Art. 1º Para os fins deste Decreto, considera-se educação a distância a modalidade educacional na qual a mediação didático-pedagógica nos processos de ensino e aprendizagem ocorra com a utilização de meios e tecnologias de informação e comunicação, com pessoal qualificado, com políticas de acesso, com acompanhamento e avaliação compatíveis, entre outros, e desenvolva atividades educativas por estudantes e profissionais da educação que estejam em lugares e tempos diversos. (g.n)

Portanto, caso as condições acima não sejam asseguradas pelo poder público, o processo de EaD estará comprometido, sobretudo em relação aos conteúdos curriculares novos. Isso porque os profissionais e os estudantes não disporão de instrumentais compatíveis para garantir a aprendizagem. E a escola não é lugar de remendos ou improvisações. Ao menos não deveria ser! Quanto a essa preocupação, consultar os dados socioeducacionais das famílias e dos estudantes disponíveis no guia “Como educar crianças e adolescentes na pandemia do coronavírus”, elaborado pela Campanha Nacional pelo Direito à Educação1.

No tocante aos estudantes dos anos iniciais, em especial os da alfabetização, o caso é mais grave. A legislação é silente quanto a eles, mas a CNTE entende totalmente incompatível a adoção de EaD como método seguro e eficiente para o letramento.

Mesmo entendendo que a EaD, desde que devidamente instrumentalizada e com acesso e domínio universais pelos atores escolares, constitui ferramenta de auxílio ao processo de escolarização presencial, fato é que a realidade das escolas brasileiras e as condições de acesso a esse instrumento pedagógico impõem restrições que precisam ser consideradas pelos órgãos reguladores da educação básica nos estados, DF e municípios. De nada adianta autorizar algo que não poderá ser efetivamente praticado por todos/as!
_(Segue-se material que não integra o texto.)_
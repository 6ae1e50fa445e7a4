//! Debate transcript messages.

use crate::council::node::{Node, NodeId};
use chrono::{DateTime, Utc};
use serde::{Deserialize, Deserializer, Serialize, Serializer};

/// Reserved speaker identifier for the human participant.
pub const USER_SPEAKER_ID: &str = "user";

/// Sequence-based message identity.
///
/// Ids are assigned in commit order and are authoritative for transcript
/// ordering; timestamps are informational only.
#[derive(Debug, Clone, Copy, PartialEq, Eq, Hash, PartialOrd, Ord, Serialize, Deserialize)]
#[serde(transparent)]
pub struct MessageId(pub u64);

impl std::fmt::Display for MessageId {
    fn fmt(&self, f: &mut std::fmt::Formatter<'_>) -> std::fmt::Result {
        write!(f, "{}", self.0)
    }
}

/// Who contributed a message
#[derive(Debug, Clone, PartialEq, Eq, Hash)]
pub enum Speaker {
    Node(NodeId),
    User,
}

impl Speaker {
    pub fn is_user(&self) -> bool {
        matches!(self, Speaker::User)
    }

    pub fn node_id(&self) -> Option<&NodeId> {
        match self {
            Speaker::Node(id) => Some(id),
            Speaker::User => None,
        }
    }

    /// Display name resolved against a roster; unknown nodes render as "Unknown".
    pub fn display_name<'a>(&self, roster: &'a [Node], user_label: &'a str) -> &'a str {
        match self {
            Speaker::User => user_label,
            Speaker::Node(id) => roster
                .iter()
                .find(|n| &n.id == id)
                .map(|n| n.name.as_str())
                .unwrap_or("Unknown"),
        }
    }
}

impl Serialize for Speaker {
    fn serialize<S>(&self, serializer: S) -> Result<S::Ok, S::Error>
    where
        S: Serializer,
    {
        match self {
            Speaker::User => serializer.serialize_str(USER_SPEAKER_ID),
            Speaker::Node(id) => serializer.serialize_str(id.as_str()),
        }
    }
}

impl<'de> Deserialize<'de> for Speaker {
    fn deserialize<D>(deserializer: D) -> Result<Self, D::Error>
    where
        D: Deserializer<'de>,
    {
        let s = String::deserialize(deserializer)?;
        Ok(if s == USER_SPEAKER_ID {
            Speaker::User
        } else {
            Speaker::Node(NodeId::new(s))
        })
    }
}

/// One contribution to the live transcript (Entity, append-only)
#[derive(Debug, Clone, PartialEq, Eq, Serialize, Deserialize)]
pub struct DebateMessage {
    pub id: MessageId,
    pub speaker: Speaker,
    pub content: String,
    pub timestamp: DateTime<Utc>,
}

impl DebateMessage {
    pub fn new(id: MessageId, speaker: Speaker, content: impl Into<String>) -> Self {
        Self {
            id,
            speaker,
            content: content.into(),
            timestamp: Utc::now(),
        }
    }

    pub fn from_user(id: MessageId, content: impl Into<String>) -> Self {
        Self::new(id, Speaker::User, content)
    }

    pub fn from_node(id: MessageId, node: &NodeId, content: impl Into<String>) -> Self {
        Self::new(id, Speaker::Node(node.clone()), content)
    }

    pub fn word_count(&self) -> usize {
        self.content.split_whitespace().count()
    }
}
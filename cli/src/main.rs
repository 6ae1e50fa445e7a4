//! CLI entrypoint for LLM Council
//!
//! This is the main binary that wires together all layers using
//! dependency injection.

use anyhow::{Context, Result, bail};
use clap::Parser;
use council_application::{
    ConversationLogger, DebateController, NoConversationLogger, NoProgress, ProgressNotifier,
    RoundError, RunCouncilError, RunCouncilInput, RunCouncilUseCase, SynthesisError,
    VerifyKeysUseCase,
};
use council_domain::{DebateMessage, DurationPolicy, OutputFormat, Query, Stage};
use council_infrastructure::{
    ConfigLoader, CouncilSettings, FileConfig, HttpKeyVerifier, JsonlConversationLogger,
    ProviderRegistry,
};
use council_presentation::{Cli, ConsoleFormatter, DebateCommand, DebatePrinter, ProgressReporter};
use std::path::Path;
use std::sync::Arc;
use tokio::sync::mpsc;
use tracing::{info, warn};
use tracing_appender::non_blocking::WorkerGuard;
use tracing_subscriber::EnvFilter;
use tracing_subscriber::prelude::*;

#[tokio::main]
async fn main() -> Result<()> {
    let cli = Cli::parse();

    // === Configuration ===
    let mut config = if cli.no_config {
        ConfigLoader::load_defaults()
    } else {
        ConfigLoader::load(cli.config.as_deref()).context("Failed to load configuration")?
    };

    // CLI flags override file values
    if let Some(preset) = &cli.preset {
        config.council.preset = preset.clone();
        config.council.members.clear();
    }
    if cli.review {
        config.round.review = true;
    }

    let issues = config.validate();
    for issue in &issues {
        eprintln!("Warning: {}", issue);
    }

    let settings = CouncilSettings::resolve(&config).context("Invalid council configuration")?;

    let log_dir = cli.log_dir.clone().or_else(|| settings.log_dir.clone());
    let _log_guard = init_tracing(cli.verbose, log_dir.as_deref());

    if !settings.color {
        colored::control::set_override(false);
    }

    info!("Starting LLM Council");

    if cli.show_config {
        print_config(&cli, &config, &settings);
        return Ok(());
    }

    if cli.verify_keys {
        let verifier = Arc::new(HttpKeyVerifier::default());
        let results = VerifyKeysUseCase::new(verifier)
            .execute(&settings.credentials)
            .await;
        print!("{}", ConsoleFormatter::format_key_report(&results));
        return Ok(());
    }

    let question = match cli.question.as_deref() {
        Some(q) => q,
        None => bail!("A question is required. Try: llm-council \"Your question\""),
    };
    let query = Query::new(question)?;

    let format: OutputFormat = cli
        .output
        .map(Into::into)
        .or(settings.output_format)
        .unwrap_or_default();

    let debate = match cli.debate_override() {
        Some(choice) => choice,
        None => settings.debate_enabled.then_some(settings.debate_duration),
    };

    // === Dependency Injection ===
    let conversation_log = cli
        .conversation_log
        .clone()
        .or_else(|| settings.conversation_log.clone());
    let logger: Arc<dyn ConversationLogger> = match conversation_log {
        Some(path) => match JsonlConversationLogger::new(&path) {
            Some(logger) => Arc::new(logger),
            None => Arc::new(NoConversationLogger),
        },
        None => Arc::new(NoConversationLogger),
    };

    let gateway = Arc::new(ProviderRegistry::new(settings.credentials.clone()));
    let use_case = RunCouncilUseCase::new(gateway)
        .with_policy(settings.council_policy.clone())
        .with_debate_policy(settings.debate_policy.clone())
        .with_logger(logger);

    let streamed = !cli.quiet && format.is_interactive();
    let progress: Box<dyn ProgressNotifier> = if cli.quiet {
        Box::new(NoProgress)
    } else {
        Box::new(ProgressReporter::new().with_verdict_stream(streamed))
    };

    let input = RunCouncilInput {
        query,
        roster: settings.roster.clone(),
        chairman: settings.chairman.clone(),
        credentials: settings.credentials.clone(),
    };

    let mut session = match use_case.convene(input, progress.as_ref()).await {
        Ok(session) => session,
        Err(e) => return Err(explain(e)),
    };

    if streamed && format == OutputFormat::Full {
        print!(
            "{}",
            ConsoleFormatter::format_round(&session.record, &session.roster)
        );
    }

    let transcript = match debate {
        Some(duration) if format.is_interactive() => {
            let (controller, events) = use_case.open_debate(&mut session);
            controller.start(duration)?;
            let printer = DebatePrinter::new(session.roster.clone());
            let printer = tokio::spawn(async move { printer.run(events).await });
            drive_debate(&controller, printer, duration).await
        }
        Some(DurationPolicy::Unlimited) => {
            warn!("Unlimited debate needs an operator; skipping it for {} output", format.as_str());
            Vec::new()
        }
        Some(duration) => {
            let (controller, _events) = use_case.open_debate(&mut session);
            controller.start(duration)?;
            controller.wait_ended().await
        }
        None => Vec::new(),
    };

    let roster = session.roster.clone();
    let chairman = session.chairman.clone();
    let record = use_case
        .conclude(session, transcript, progress.as_ref())
        .await
        .map_err(explain)?;

    if !streamed {
        println!(
            "{}",
            ConsoleFormatter::render(format, &record, &roster, &chairman)
        );
    }

    if record.stage == Stage::Error {
        let reason = record.error.as_deref().unwrap_or("synthesis failed");
        bail!("No verdict: {}", reason);
    }

    Ok(())
}

/// Feed operator input into a running debate until it ends.
async fn drive_debate(
    controller: &DebateController<ProviderRegistry>,
    mut printer: tokio::task::JoinHandle<Vec<DebateMessage>>,
    duration: DurationPolicy,
) -> Vec<DebateMessage> {
    let mut input = spawn_stdin_reader();
    let mut stdin_open = true;

    loop {
        tokio::select! {
            result = &mut printer => {
                return match result {
                    Ok(transcript) => transcript,
                    Err(e) => {
                        warn!("Debate printer stopped: {}", e);
                        controller.end();
                        controller.transcript()
                    }
                };
            }
            line = input.recv(), if stdin_open => match line {
                Some(line) => apply_command(controller, &line),
                None => {
                    stdin_open = false;
                    // Nobody is left to type /end
                    if duration == DurationPolicy::Unlimited {
                        controller.end();
                    }
                }
            },
            _ = tokio::signal::ctrl_c() => {
                controller.end();
            }
        }
    }
}

fn apply_command(controller: &DebateController<ProviderRegistry>, line: &str) {
    let Some(command) = DebateCommand::parse(line) else {
        return;
    };
    let result = match command {
        DebateCommand::Pause => controller.pause(),
        DebateCommand::Resume => controller.resume(),
        DebateCommand::End => {
            controller.end();
            Ok(())
        }
        DebateCommand::Say(text) => controller.inject_user_message(&text).map(|_| ()),
        DebateCommand::Unknown(command) => {
            eprintln!("Unknown command {}. {}", command, DebateCommand::help());
            Ok(())
        }
    };
    if let Err(e) = result {
        eprintln!("{}", e);
    }
}

/// Read stdin lines on a plain thread so a pending read never blocks
/// runtime shutdown.
fn spawn_stdin_reader() -> mpsc::UnboundedReceiver<String> {
    let (tx, rx) = mpsc::unbounded_channel();
    std::thread::spawn(move || {
        use std::io::BufRead;
        for line in std::io::stdin().lock().lines() {
            let Ok(line) = line else { break };
            if tx.send(line).is_err() {
                break;
            }
        }
    });
    rx
}

fn init_tracing(verbose: u8, log_dir: Option<&Path>) -> Option<WorkerGuard> {
    let level = match verbose {
        0 => "warn",
        1 => "info",
        2 => "debug",
        _ => "trace", // -vvv or more
    };
    let filter = EnvFilter::try_from_default_env().unwrap_or_else(|_| EnvFilter::new(level));

    let (file_layer, guard) = match log_dir {
        Some(dir) => {
            let appender = tracing_appender::rolling::daily(dir, "llm-council.log");
            let (writer, guard) = tracing_appender::non_blocking(appender);
            let layer = tracing_subscriber::fmt::layer()
                .with_ansi(false)
                .with_writer(writer);
            (Some(layer), Some(guard))
        }
        None => (None, None),
    };

    tracing_subscriber::registry()
        .with(filter)
        .with(
            tracing_subscriber::fmt::layer()
                .with_target(false)
                .with_writer(std::io::stderr),
        )
        .with(file_layer)
        .init();

    guard
}

fn print_config(cli: &Cli, config: &FileConfig, settings: &CouncilSettings) {
    println!("Configuration sources (highest priority first):");
    if cli.no_config {
        println!("  [     ] Config files disabled (--no-config)");
    } else {
        for line in ConfigLoader::describe_sources(cli.config.as_deref()) {
            println!("{}", line);
        }
    }
    println!();

    let issues = config.validate();
    if !issues.is_empty() {
        println!("Issues:");
        for issue in &issues {
            println!("  {}", issue);
        }
        println!();
    }

    print!(
        "{}",
        ConsoleFormatter::format_roster(&settings.roster, &settings.chairman, &settings.credentials)
    );
    let debate = if settings.debate_enabled {
        settings.debate_duration.to_string()
    } else {
        "off".to_string()
    };
    println!("Debate: {}", debate);
    println!("Peer review: {}", if settings.council_policy.enable_review { "on" } else { "off" });
}

/// Attach an actionable hint to errors the operator can fix.
fn explain(error: RunCouncilError) -> anyhow::Error {
    match &error {
        RunCouncilError::Round(RoundError::NoReadyNodes)
        | RunCouncilError::Round(RoundError::InsufficientNodes { .. })
        | RunCouncilError::Synthesis(SynthesisError::ChairmanNotReady(_)) => {
            anyhow::Error::new(error).context(
                "Council cannot convene. Set GEMINI_API_KEY (or other provider keys), \
                 or add a [credentials] table to council.toml. See --show-config.",
            )
        }
        _ => anyhow::Error::new(error),
    }
}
Igualmente, não se deve utilizar o momento de restrição escolar para fomentar a mercantilização desenfreada de plataformas de  EaD, através da iniciativa privada, ou mesmo para flexibilizar o currículo presencial, como tenta induzir a reforma do ensino médio (art. 36 da LDB).

É imprescindível, nesse momento difícil que o Brasil e o planeta atravessam, que os órgãos gestores da educação coloquem em prática os preceitos e princípios da gestão democrática (art. 206, VI da CF-1988 e art. 14 da LDB) para que, através do diálogo com os profissionais da educação e a comunidade escolar, ajustem soluções adequadas e realistas com vistas a amenizar os prejuízos impostos pela crise sanitária às escolas.

Para além das considerações sobre a utilização da EaD, também caberá aos sistemas de ensino, em conjunto com as escolas (profissionais e comunidade), definirem as formas de reposição dos dias e horas definidos pela legislação, considerando as possíveis novas regulamentações que poderão acontecer em razão da pandemia e os direitos indisponíveis de estudantes e trabalhadores escolares. 

 O direito à educação requer o compromisso do Estado e das Famílias (art. 205, CF-1988) para que seja concretizado, e esperamos que essas duas importantes instituições de nossa sociedade, em parceria com os profissionais da educação, coordenem os melhores esforços para atender as inúmeras contingências decorrentes do fechamento forçoso de nossas escolas por tempo ainda não estimado seguramente.

Por fim, reforçamos a necessidade de as escolas se manterem fechadas nesse grave momento de crise sanitária, pois o isolamento social tem se mostrado o método mais eficaz em todo o mundo para evitar a contaminação pelo coronavírus. E para que essa medida seja plenamente implantada, sem maiores sacrifícios para a grande parcela de nossa população que é de baixa renda e que acessa a escola pública, os governos de todas as esferas devem garantir a subsistência das famílias necessitadas, e, no tocante aos profissionais da educação, a manutenção de todos os contratos de trabalho – independentemente do vínculo – e a integralidade dos salários de professores e funcionários da educação.